- **About this task**: In the material below, find each line with the word "String" and copy it.
##### Exercise material #####
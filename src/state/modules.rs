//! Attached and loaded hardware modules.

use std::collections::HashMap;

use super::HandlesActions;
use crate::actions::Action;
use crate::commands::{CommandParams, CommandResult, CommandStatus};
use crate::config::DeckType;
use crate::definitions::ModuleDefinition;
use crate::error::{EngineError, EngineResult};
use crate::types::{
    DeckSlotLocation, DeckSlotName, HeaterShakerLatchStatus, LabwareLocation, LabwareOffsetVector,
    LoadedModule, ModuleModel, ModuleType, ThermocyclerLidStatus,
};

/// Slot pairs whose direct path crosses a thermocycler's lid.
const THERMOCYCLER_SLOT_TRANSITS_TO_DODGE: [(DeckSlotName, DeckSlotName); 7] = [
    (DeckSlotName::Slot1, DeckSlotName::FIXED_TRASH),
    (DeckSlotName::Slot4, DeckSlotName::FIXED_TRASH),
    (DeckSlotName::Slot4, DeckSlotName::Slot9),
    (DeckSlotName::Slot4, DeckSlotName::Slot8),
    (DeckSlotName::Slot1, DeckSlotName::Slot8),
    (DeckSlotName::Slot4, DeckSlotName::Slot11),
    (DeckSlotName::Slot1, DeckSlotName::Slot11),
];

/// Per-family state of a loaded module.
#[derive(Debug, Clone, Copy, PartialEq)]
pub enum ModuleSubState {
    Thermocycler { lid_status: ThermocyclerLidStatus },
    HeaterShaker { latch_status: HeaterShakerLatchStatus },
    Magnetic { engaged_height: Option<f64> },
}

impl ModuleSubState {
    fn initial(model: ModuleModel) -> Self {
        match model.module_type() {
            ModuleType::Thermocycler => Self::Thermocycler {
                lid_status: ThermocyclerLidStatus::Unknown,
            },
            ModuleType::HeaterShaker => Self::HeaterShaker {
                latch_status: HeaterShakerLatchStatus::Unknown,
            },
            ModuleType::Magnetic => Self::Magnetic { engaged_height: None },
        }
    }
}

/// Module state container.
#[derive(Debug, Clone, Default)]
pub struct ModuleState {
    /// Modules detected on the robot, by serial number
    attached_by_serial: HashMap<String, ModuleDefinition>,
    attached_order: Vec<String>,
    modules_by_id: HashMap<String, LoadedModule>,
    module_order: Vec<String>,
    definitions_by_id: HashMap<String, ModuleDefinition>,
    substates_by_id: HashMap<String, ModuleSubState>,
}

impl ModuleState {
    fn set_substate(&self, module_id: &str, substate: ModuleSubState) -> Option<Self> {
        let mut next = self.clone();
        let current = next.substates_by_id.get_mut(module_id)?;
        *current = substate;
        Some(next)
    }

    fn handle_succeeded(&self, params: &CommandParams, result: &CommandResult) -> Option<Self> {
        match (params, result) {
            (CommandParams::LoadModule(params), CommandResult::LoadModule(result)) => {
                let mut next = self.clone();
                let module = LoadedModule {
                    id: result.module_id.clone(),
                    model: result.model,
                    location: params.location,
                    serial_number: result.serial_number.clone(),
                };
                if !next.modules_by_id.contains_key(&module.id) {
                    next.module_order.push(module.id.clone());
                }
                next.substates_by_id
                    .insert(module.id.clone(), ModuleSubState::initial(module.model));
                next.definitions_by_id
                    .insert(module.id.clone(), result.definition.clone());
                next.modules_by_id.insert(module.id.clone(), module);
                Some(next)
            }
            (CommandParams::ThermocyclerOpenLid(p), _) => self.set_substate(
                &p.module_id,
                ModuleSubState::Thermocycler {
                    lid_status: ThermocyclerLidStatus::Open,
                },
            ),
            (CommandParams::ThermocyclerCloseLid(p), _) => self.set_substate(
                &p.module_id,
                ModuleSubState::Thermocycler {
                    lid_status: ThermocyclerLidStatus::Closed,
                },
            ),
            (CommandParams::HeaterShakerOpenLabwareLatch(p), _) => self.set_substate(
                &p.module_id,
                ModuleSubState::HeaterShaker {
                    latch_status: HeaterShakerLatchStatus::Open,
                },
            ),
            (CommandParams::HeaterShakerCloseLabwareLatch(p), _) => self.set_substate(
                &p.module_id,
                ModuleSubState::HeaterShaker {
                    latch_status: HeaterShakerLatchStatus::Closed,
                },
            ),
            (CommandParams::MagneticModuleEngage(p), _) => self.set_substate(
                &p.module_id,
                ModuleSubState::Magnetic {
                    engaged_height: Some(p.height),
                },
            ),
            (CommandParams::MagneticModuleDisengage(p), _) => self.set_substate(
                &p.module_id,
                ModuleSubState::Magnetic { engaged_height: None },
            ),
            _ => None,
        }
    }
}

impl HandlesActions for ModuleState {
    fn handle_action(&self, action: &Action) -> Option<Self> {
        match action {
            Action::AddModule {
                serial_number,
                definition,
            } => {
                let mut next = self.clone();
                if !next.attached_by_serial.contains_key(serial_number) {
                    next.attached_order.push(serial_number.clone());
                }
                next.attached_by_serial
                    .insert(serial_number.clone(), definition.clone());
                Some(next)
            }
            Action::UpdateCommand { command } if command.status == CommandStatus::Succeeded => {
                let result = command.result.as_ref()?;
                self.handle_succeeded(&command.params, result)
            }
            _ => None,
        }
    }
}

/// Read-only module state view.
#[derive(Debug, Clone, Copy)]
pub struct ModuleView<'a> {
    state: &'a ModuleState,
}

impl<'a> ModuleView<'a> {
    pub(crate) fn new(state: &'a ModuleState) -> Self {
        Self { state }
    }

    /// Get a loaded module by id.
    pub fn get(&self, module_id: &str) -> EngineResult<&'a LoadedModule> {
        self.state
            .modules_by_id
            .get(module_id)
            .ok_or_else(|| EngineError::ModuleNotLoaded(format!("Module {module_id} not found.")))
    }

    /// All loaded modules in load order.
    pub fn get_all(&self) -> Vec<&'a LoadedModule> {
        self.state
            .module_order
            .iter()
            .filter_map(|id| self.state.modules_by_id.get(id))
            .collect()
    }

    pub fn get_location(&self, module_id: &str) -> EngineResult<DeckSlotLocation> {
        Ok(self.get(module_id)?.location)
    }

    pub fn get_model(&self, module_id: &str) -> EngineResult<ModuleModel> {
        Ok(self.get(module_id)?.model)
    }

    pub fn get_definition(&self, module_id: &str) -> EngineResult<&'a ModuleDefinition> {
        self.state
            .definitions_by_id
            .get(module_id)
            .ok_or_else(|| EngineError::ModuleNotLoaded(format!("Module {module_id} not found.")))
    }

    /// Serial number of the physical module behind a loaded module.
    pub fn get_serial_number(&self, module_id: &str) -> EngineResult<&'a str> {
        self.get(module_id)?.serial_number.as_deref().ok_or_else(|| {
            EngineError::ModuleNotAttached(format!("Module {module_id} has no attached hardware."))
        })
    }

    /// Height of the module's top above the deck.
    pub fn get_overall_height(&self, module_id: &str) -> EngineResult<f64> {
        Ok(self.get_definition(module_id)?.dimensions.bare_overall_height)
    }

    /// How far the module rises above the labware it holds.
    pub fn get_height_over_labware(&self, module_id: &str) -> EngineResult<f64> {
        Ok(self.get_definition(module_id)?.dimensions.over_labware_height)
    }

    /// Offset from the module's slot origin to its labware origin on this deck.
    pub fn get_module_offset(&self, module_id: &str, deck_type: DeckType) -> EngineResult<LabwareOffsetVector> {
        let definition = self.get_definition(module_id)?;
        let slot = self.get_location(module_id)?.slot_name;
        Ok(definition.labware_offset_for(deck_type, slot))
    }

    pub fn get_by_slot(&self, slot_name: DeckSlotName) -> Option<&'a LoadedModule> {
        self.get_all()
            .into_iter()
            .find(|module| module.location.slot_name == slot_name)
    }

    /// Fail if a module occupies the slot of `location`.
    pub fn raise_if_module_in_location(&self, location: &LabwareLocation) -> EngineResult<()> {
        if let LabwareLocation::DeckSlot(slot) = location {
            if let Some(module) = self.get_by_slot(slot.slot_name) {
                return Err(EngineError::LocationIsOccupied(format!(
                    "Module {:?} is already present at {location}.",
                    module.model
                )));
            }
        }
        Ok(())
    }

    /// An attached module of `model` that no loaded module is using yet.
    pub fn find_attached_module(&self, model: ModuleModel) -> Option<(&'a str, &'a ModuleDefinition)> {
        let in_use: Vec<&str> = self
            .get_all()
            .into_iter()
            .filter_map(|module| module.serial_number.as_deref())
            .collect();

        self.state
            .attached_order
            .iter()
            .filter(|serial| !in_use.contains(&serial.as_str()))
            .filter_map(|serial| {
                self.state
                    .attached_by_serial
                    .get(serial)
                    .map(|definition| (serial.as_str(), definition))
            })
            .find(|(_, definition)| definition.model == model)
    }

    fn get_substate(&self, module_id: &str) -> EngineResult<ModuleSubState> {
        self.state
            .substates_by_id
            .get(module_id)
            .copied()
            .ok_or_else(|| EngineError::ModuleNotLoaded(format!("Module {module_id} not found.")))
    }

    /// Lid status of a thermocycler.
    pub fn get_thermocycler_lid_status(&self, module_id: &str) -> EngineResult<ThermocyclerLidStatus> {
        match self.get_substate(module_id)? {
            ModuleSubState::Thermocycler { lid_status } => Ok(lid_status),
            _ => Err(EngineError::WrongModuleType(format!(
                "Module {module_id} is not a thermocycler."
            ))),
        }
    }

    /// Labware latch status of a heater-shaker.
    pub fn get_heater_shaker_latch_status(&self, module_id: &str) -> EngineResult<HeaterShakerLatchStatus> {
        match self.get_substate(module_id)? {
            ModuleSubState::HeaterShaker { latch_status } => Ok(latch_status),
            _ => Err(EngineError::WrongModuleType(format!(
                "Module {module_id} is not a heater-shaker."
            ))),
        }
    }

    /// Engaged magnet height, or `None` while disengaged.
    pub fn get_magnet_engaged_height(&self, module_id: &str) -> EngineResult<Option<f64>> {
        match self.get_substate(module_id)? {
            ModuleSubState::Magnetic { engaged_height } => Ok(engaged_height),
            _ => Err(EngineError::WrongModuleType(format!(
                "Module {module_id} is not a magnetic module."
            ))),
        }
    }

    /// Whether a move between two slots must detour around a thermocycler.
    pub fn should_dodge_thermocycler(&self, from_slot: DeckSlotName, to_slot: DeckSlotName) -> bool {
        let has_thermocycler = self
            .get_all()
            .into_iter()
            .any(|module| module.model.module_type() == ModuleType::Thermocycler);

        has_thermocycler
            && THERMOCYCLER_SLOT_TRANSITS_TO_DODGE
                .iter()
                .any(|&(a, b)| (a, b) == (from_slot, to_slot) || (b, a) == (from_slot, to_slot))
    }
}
#####
- **Written answer**:
    attached_by_serial: HashMap<String, ModuleDefinition>,
    attached_order: Vec<String>,
    modules_by_id: HashMap<String, LoadedModule>,
    module_order: Vec<String>,
    definitions_by_id: HashMap<String, ModuleDefinition>,
    substates_by_id: HashMap<String, ModuleSubState>,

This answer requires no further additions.